- **What you should do**:
Once you reach the line containing "set by serde" in the data below, restate each line word for word up to and including the one containing "have doc comments.".

- **The data**:

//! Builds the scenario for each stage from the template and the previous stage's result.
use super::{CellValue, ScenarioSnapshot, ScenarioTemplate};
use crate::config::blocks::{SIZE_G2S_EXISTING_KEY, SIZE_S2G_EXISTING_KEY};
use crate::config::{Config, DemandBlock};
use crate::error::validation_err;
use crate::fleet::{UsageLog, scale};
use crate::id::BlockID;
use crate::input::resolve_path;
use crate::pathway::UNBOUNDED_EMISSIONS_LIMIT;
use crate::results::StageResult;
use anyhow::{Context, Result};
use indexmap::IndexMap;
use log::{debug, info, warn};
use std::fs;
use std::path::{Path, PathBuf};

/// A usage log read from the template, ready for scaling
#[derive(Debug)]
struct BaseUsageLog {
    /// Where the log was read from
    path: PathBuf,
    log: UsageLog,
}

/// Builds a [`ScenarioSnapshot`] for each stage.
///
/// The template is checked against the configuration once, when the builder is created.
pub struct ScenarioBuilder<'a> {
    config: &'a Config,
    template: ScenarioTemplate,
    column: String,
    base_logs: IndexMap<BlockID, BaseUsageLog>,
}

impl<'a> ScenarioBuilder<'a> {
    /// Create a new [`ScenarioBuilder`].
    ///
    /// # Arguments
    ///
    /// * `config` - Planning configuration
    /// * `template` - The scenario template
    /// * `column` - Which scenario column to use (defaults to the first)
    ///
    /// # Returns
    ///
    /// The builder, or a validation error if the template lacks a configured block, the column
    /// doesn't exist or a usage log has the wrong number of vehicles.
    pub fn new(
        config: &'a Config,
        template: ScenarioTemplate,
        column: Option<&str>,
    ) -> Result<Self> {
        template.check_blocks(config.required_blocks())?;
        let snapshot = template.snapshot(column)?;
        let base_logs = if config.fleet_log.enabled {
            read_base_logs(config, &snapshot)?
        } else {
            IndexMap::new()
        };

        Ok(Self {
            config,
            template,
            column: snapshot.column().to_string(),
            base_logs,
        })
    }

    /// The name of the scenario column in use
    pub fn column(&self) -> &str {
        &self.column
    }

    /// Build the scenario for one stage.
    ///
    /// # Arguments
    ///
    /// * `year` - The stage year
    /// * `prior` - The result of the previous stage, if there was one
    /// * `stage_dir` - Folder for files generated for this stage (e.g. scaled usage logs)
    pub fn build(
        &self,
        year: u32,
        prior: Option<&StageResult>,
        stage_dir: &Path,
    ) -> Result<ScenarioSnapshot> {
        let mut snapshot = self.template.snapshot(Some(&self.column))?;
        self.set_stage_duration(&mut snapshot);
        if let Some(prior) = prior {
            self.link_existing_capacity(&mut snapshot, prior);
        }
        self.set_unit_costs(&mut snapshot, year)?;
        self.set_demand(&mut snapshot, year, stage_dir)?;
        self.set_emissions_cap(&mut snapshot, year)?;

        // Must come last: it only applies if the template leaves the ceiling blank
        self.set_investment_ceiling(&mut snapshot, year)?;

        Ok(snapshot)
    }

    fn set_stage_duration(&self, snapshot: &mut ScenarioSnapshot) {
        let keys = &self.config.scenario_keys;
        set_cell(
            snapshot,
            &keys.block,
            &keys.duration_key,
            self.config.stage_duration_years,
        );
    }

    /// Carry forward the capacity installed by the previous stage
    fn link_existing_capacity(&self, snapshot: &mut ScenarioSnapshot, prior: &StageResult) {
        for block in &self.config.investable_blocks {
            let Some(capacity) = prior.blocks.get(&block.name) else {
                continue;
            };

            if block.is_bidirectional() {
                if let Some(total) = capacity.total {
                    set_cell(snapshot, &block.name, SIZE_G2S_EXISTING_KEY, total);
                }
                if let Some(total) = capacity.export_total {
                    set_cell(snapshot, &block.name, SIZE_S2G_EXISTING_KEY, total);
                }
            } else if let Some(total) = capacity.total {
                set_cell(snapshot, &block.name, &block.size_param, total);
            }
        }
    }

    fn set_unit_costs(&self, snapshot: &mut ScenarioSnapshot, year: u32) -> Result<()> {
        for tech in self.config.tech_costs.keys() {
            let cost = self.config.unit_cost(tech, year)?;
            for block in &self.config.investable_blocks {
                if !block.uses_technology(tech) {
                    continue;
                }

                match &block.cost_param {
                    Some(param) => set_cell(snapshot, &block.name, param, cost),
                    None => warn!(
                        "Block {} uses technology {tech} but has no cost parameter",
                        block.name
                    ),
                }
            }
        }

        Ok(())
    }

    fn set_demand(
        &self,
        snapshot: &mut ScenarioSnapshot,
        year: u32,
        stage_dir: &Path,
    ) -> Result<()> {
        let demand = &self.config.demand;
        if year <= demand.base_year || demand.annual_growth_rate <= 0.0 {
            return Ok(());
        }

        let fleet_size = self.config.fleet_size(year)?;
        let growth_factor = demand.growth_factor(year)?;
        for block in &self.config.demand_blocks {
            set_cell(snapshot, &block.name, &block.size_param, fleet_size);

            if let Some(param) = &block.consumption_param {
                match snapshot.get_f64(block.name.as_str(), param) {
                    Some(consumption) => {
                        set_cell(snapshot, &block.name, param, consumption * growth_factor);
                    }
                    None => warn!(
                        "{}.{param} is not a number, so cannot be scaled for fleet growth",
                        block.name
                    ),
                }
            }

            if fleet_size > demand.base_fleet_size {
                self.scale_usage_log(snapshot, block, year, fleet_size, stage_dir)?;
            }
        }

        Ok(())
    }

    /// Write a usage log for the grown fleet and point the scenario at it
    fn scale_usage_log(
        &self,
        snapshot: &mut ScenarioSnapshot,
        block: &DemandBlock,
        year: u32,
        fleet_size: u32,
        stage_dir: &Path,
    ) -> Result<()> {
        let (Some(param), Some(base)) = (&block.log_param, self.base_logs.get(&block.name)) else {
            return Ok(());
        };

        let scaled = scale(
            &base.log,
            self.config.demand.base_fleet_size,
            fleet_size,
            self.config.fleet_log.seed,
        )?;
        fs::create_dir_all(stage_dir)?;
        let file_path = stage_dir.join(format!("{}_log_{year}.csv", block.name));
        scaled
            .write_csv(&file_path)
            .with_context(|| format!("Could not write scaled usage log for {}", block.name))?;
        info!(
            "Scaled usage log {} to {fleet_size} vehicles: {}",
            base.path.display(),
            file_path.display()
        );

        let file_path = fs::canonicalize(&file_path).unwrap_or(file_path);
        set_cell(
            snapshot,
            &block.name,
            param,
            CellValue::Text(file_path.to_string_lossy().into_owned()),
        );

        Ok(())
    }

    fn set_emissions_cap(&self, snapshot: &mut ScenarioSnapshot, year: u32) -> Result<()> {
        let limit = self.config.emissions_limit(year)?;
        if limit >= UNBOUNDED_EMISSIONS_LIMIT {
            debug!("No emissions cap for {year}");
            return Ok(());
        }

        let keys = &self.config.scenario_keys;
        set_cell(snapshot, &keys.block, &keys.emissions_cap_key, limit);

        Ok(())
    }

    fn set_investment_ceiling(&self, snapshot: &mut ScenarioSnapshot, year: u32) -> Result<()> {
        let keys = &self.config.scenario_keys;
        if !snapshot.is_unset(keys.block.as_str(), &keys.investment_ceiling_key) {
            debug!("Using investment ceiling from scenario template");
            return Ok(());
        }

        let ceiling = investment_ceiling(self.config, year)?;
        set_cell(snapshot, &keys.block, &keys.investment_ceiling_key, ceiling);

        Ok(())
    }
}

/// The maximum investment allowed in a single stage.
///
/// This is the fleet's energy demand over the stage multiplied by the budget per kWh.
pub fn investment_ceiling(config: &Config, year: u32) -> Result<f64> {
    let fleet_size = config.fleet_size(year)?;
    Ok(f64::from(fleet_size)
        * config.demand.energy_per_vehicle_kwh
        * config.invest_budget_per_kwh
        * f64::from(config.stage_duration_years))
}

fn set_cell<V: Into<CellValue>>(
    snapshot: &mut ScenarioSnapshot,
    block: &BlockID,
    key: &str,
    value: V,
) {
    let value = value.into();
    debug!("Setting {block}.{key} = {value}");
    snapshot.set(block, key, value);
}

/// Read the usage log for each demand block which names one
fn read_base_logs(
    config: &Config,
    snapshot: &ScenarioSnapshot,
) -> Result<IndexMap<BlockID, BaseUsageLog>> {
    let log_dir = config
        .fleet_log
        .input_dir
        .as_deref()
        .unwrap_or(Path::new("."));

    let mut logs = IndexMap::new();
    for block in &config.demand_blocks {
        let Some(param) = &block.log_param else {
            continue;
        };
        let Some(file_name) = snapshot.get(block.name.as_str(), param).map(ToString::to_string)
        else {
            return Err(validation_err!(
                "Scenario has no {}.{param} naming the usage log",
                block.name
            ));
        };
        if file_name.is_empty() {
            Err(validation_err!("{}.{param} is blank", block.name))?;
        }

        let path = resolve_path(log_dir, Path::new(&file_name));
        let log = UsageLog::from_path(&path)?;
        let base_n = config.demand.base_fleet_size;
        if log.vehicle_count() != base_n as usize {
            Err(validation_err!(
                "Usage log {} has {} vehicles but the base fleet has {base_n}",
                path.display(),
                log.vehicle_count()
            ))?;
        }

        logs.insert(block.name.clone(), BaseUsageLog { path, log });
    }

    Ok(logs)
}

---

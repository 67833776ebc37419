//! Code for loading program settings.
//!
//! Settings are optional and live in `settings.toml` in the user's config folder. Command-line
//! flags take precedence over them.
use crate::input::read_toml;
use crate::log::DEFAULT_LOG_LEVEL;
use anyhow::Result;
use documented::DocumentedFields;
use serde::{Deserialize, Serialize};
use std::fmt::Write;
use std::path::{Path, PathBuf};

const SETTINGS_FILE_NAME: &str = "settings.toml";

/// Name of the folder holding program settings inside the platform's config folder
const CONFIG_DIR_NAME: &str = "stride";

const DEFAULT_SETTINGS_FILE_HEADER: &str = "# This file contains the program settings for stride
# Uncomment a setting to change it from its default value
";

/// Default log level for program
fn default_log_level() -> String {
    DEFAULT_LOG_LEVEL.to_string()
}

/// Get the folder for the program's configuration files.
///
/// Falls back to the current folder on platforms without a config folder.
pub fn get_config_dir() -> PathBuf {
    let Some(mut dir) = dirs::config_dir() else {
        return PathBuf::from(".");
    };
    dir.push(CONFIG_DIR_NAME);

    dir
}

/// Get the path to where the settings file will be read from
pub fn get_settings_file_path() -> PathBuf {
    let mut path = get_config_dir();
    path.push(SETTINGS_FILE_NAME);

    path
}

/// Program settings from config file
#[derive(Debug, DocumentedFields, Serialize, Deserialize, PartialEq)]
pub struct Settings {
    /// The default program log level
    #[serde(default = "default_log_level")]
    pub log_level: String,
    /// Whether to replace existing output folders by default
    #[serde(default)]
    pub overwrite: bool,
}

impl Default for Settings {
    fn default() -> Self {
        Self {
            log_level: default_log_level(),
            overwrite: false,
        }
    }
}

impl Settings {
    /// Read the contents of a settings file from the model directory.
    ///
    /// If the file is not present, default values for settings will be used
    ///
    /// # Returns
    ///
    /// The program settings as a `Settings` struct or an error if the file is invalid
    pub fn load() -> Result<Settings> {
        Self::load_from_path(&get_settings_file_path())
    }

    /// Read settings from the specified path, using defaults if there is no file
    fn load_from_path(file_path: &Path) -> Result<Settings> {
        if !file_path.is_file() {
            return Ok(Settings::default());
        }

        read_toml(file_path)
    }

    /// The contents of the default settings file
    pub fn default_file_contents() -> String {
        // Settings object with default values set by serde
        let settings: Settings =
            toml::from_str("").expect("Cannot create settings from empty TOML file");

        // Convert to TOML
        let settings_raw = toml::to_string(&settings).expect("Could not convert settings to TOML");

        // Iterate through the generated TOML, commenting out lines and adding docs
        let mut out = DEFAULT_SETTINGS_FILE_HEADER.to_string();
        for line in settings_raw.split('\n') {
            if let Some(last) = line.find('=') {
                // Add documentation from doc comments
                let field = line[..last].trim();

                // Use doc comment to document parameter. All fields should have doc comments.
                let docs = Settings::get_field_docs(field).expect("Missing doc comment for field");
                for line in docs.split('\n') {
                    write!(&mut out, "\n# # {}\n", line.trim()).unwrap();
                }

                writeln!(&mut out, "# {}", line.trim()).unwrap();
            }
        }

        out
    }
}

...

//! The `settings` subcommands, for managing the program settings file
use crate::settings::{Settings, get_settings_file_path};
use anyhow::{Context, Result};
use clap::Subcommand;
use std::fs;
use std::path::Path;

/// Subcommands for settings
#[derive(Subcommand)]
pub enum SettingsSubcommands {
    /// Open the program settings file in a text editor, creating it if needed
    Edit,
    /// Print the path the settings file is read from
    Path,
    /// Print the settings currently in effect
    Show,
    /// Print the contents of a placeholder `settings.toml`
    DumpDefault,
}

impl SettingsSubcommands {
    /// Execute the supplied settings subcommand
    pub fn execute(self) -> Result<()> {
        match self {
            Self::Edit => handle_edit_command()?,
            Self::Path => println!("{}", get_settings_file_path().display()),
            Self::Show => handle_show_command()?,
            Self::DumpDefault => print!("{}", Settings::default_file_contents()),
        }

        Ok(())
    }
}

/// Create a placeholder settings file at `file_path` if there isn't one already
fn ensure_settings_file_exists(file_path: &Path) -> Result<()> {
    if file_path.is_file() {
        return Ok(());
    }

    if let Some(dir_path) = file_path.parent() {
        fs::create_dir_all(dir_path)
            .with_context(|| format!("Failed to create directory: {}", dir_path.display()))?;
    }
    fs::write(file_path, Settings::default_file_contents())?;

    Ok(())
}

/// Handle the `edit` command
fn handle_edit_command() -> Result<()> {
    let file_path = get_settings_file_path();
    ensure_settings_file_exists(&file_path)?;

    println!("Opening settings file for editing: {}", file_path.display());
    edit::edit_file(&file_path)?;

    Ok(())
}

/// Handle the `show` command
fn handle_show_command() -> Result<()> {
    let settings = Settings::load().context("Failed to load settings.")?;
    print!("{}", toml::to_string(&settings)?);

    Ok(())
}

- **Answer**:
        // Settings object with default values set by serde
        let settings: Settings =
            toml::from_str("").expect("Cannot create settings from empty TOML file");

        // Convert to TOML
        let settings_raw = toml::to_string(&settings).expect("Could not convert settings to TOML");

        // Iterate through the generated TOML, commenting out lines and adding docs
        let mut out = DEFAULT_SETTINGS_FILE_HEADER.to_string();
        for line in settings_raw.split('\n') {
            if let Some(last) = line.find('=') {
                // Add documentation from doc comments
                let field = line[..last].trim();

                // Use doc comment to document parameter. All fields should have doc comments.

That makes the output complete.